» The problem
Everything from the line containing "pub use creator::MemoryCreator;" to the end of the listing is to be set down exactly, both ends included, and nothing before it.

» Extracted entries
use std::sync::Arc;

use anyhow::{Context, Result};
use serde::Deserialize;
use tracing::{debug, info, warn};

use murmur_llm::{LanguageModel, LlmMessage};
use murmur_store::{StateStore, StoredMessage};

use crate::json_util::{format_messages, strip_code_fences};
use crate::{Embedder, MemoryRecord, MemoryScope, MemorySource, MemoryStore, MemoryType};
use crate::{SearchFilters, SortBy};

/// Metadata key carrying an unfinished disclosure across turns.
const WAIT_TOPIC_KEY: &str = "memory_creator_wait_topic";

/// How many previously created memories the prompt shows for duplicate
/// avoidance.
const PAST_MEMORIES: usize = 5;

#[derive(Debug, Deserialize)]
struct CreatorDecision {
    #[serde(default)]
    reflection: String,
    decision: String,
    #[serde(default)]
    memories: Vec<ProposedMemory>,
    #[serde(default)]
    topic: Option<String>,
}

#[derive(Debug, Deserialize)]
struct ProposedMemory {
    content: String,
    memory_type: MemoryType,
    #[serde(default)]
    importance: Option<f32>,
    #[serde(default)]
    confidence: Option<f32>,
    #[serde(default)]
    tags: Vec<String>,
    #[serde(default)]
    scope: MemoryScope,
}

/// Subconscious write path: decides after a turn whether the exchange
/// produced something worth persisting.
///
/// Failures never propagate; the Creator is a background contributor and
/// the main loop proceeds regardless.
pub struct MemoryCreator {
    agent_name: String,
    llm: Arc<dyn LanguageModel>,
    store: Arc<MemoryStore>,
    embedder: Arc<dyn Embedder>,
    state: Arc<dyn StateStore>,
    enabled: bool,
    run_every_n_turns: u64,
    context_messages: usize,
}

impl MemoryCreator {
    #[allow(clippy::too_many_arguments)]
    pub fn new(
        agent_name: &str,
        llm: Arc<dyn LanguageModel>,
        store: Arc<MemoryStore>,
        embedder: Arc<dyn Embedder>,
        state: Arc<dyn StateStore>,
        enabled: bool,
        run_every_n_turns: u64,
        context_messages: usize,
    ) -> Self {
        Self {
            agent_name: agent_name.to_string(),
            llm,
            store,
            embedder,
            state,
            enabled,
            run_every_n_turns: run_every_n_turns.max(1),
            context_messages,
        }
    }

    pub fn should_run(&self, turn_number: u64) -> bool {
        self.enabled && turn_number % self.run_every_n_turns == 0
    }

    /// Run one creation pass over the recent exchange. Logs and swallows all
    /// errors.
    pub async fn run(&self, messages: &[StoredMessage]) {
        if let Err(err) = self.try_run(messages).await {
            warn!(error = %err, "memory creator failed");
        }
    }

    async fn try_run(&self, messages: &[StoredMessage]) -> Result<()> {
        let past = self.past_memories()?;
        let wait_topic = self.wait_topic().await;
        let context = self.build_context(messages, &past, wait_topic.as_deref());

        let response = self
            .llm
            .generate_json(
                &[
                    LlmMessage::user(format!("System: {}", system_prompt())),
                    LlmMessage::user(context),
                ],
                true,
            )
            .await
            .context("creator llm call")?;

        let decision: CreatorDecision =
            match serde_json::from_str(strip_code_fences(&response)) {
                Ok(decision) => decision,
                Err(err) => {
                    warn!(error = %err, "creator response unparseable, treating as IGNORE");
                    self.set_wait_topic(None).await;
                    return Ok(());
                }
            };
        debug!(decision = %decision.decision, reflection = %decision.reflection, "creator decision");

        match decision.decision.as_str() {
            "CREATE_NOW" => {
                info!(count = decision.memories.len(), "creator persisting memories");
                for proposed in decision.memories {
                    if let Err(err) = self.persist(proposed).await {
                        warn!(error = %err, "failed to persist proposed memory");
                    }
                }
                self.set_wait_topic(None).await;
            }
            "WAIT" => {
                let topic = decision.topic.unwrap_or_else(|| "unspecified topic".to_string());
                info!(topic = %topic, "creator waiting for more context");
                self.set_wait_topic(Some(&topic)).await;
            }
            _ => {
                self.set_wait_topic(None).await;
            }
        }
        Ok(())
    }

    async fn persist(&self, proposed: ProposedMemory) -> Result<()> {
        let vector = self.embedder.embed_memory(&proposed.content).await?;
        let mut record = MemoryRecord::new(
            proposed.content,
            proposed.memory_type,
            proposed.scope,
            &self.agent_name,
            MemorySource::ProactiveAgent,
        );
        if let Some(importance) = proposed.importance {
            record.importance = importance;
        }
        if let Some(confidence) = proposed.confidence {
            record.confidence = confidence;
        }
        record.tags = proposed.tags;
        record.clamp_scores();
        let id = self.store.create(record, vector)?;
        info!(%id, "memory created");
        Ok(())
    }

    /// The last few memories this agent created, newest first.
    fn past_memories(&self) -> Result<Vec<MemoryRecord>> {
        let filters = SearchFilters {
            agent_id: Some(self.agent_name.clone()),
            ..Default::default()
        };
        self.store
            .search(None, &filters, PAST_MEMORIES, SortBy::CreatedAt, false)
    }

    async fn wait_topic(&self) -> Option<String> {
        let state = self.state.agent_state().await.ok()?;
        state
            .metadata
            .get(WAIT_TOPIC_KEY)
            .and_then(|v| v.as_str())
            .map(String::from)
    }

    async fn set_wait_topic(&self, topic: Option<&str>) {
        let patch = match topic {
            Some(topic) => serde_json::json!({ WAIT_TOPIC_KEY: topic }),
            None => serde_json::json!({ WAIT_TOPIC_KEY: serde_json::Value::Null }),
        };
        if let Err(err) = self.state.update_agent_metadata(patch).await {
            warn!(error = %err, "failed to update creator wait topic");
        }
    }

    fn build_context(
        &self,
        messages: &[StoredMessage],
        past: &[MemoryRecord],
        wait_topic: Option<&str>,
    ) -> String {
        let mut parts = vec![
            "# Recent Conversation".to_string(),
            format_messages(messages, self.context_messages),
        ];
        if !past.is_empty() {
            parts.push("\n# Past 5 Created Memories (check these to avoid duplicates)".to_string());
            for memory in past {
                parts.push(format!("- [{}] {}", memory.memory_type.as_str(), memory.content));
            }
        }
        if let Some(topic) = wait_topic {
            parts.push(format!("\n# WAIT State Topic: {topic}"));
        }
        parts.join("\n\n")
    }
}

fn system_prompt() -> String {
    r#"You are the agent's subconscious memory system. Identify and store information that will matter in future conversations.

BE HIGHLY SELECTIVE. Most turns deserve no memory at all.

CREATE memories ONLY for:
- Explicit user preferences or corrections ("I prefer...", "Don't...", "Always...")
- Personal facts about the user (name, job, location, relationships, interests)
- Significant project context or goals that will matter across sessions
- Procedures that worked or failed in notable ways
- Recurring event patterns, error-handling lessons, or actions worth taking proactively

NEVER create memories for:
- General knowledge the agent can look up
- Trivial exchanges (greetings, thanks, small talk)
- Anything already covered by the past 5 memories shown to you
- Temporary context that will not matter later

MEMORY TYPES:
- user_preference: how the user wants things done
- user_fact: who the user is
- conversation_context: ongoing topics, projects, goals
- agent_procedure: what worked or failed for this agent
- knowledge: durable domain facts worth keeping locally
- event_pattern: recurring situations and their timing
- error_handling: how to handle a specific failure
- proactive_action: when to act without being asked

DECISIONS:
- CREATE_NOW: complete, valuable, NEW information not covered by recent memories
- WAIT: the user started sharing something important but has not finished
- IGNORE: nothing significant, or already covered (your most common decision)

OUTPUT (JSON):
{
  "reflection": "<brief reasoning, including why this is not a duplicate>",
  "decision": "CREATE_NOW" | "WAIT" | "IGNORE",
  "memories": [
    {"content": "<clear, standalone statement>", "memory_type": "<type>",
     "importance": <0.0-1.0>, "tags": ["<searchable>"], "scope": "shared" | "individual"}
  ],
  "topic": "<only for WAIT>"
}

Write memory content as standalone statements that will make sense months from now."#
        .to_string()
}
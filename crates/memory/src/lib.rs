//! Long-lived semantic memory: the record model, the embedded vector store,
//! the embedding service, and the two autonomous modules (Creator and
//! Retriever) that operate on it between turns.

mod creator;
mod embed;
mod json_util;
mod retriever;
mod schema;
mod store;

pub use creator::MemoryCreator;
pub use embed::{cosine_similarity, Embedder, GeminiEmbedder, HashEmbedder, EMBEDDING_DIM};
pub use retriever::MemoryRetriever;
pub use schema::{MemoryPatch, MemoryRecord, MemoryScope, MemorySource, MemoryType};
pub use store::{MemoryStore, SearchFilters, SortBy};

» Task answer
pub use creator::MemoryCreator;
pub use embed::{cosine_similarity, Embedder, GeminiEmbedder, HashEmbedder, EMBEDDING_DIM};
pub use retriever::MemoryRetriever;
pub use schema::{MemoryPatch, MemoryRecord, MemoryScope, MemorySource, MemoryType};
pub use store::{MemoryStore, SearchFilters, SortBy};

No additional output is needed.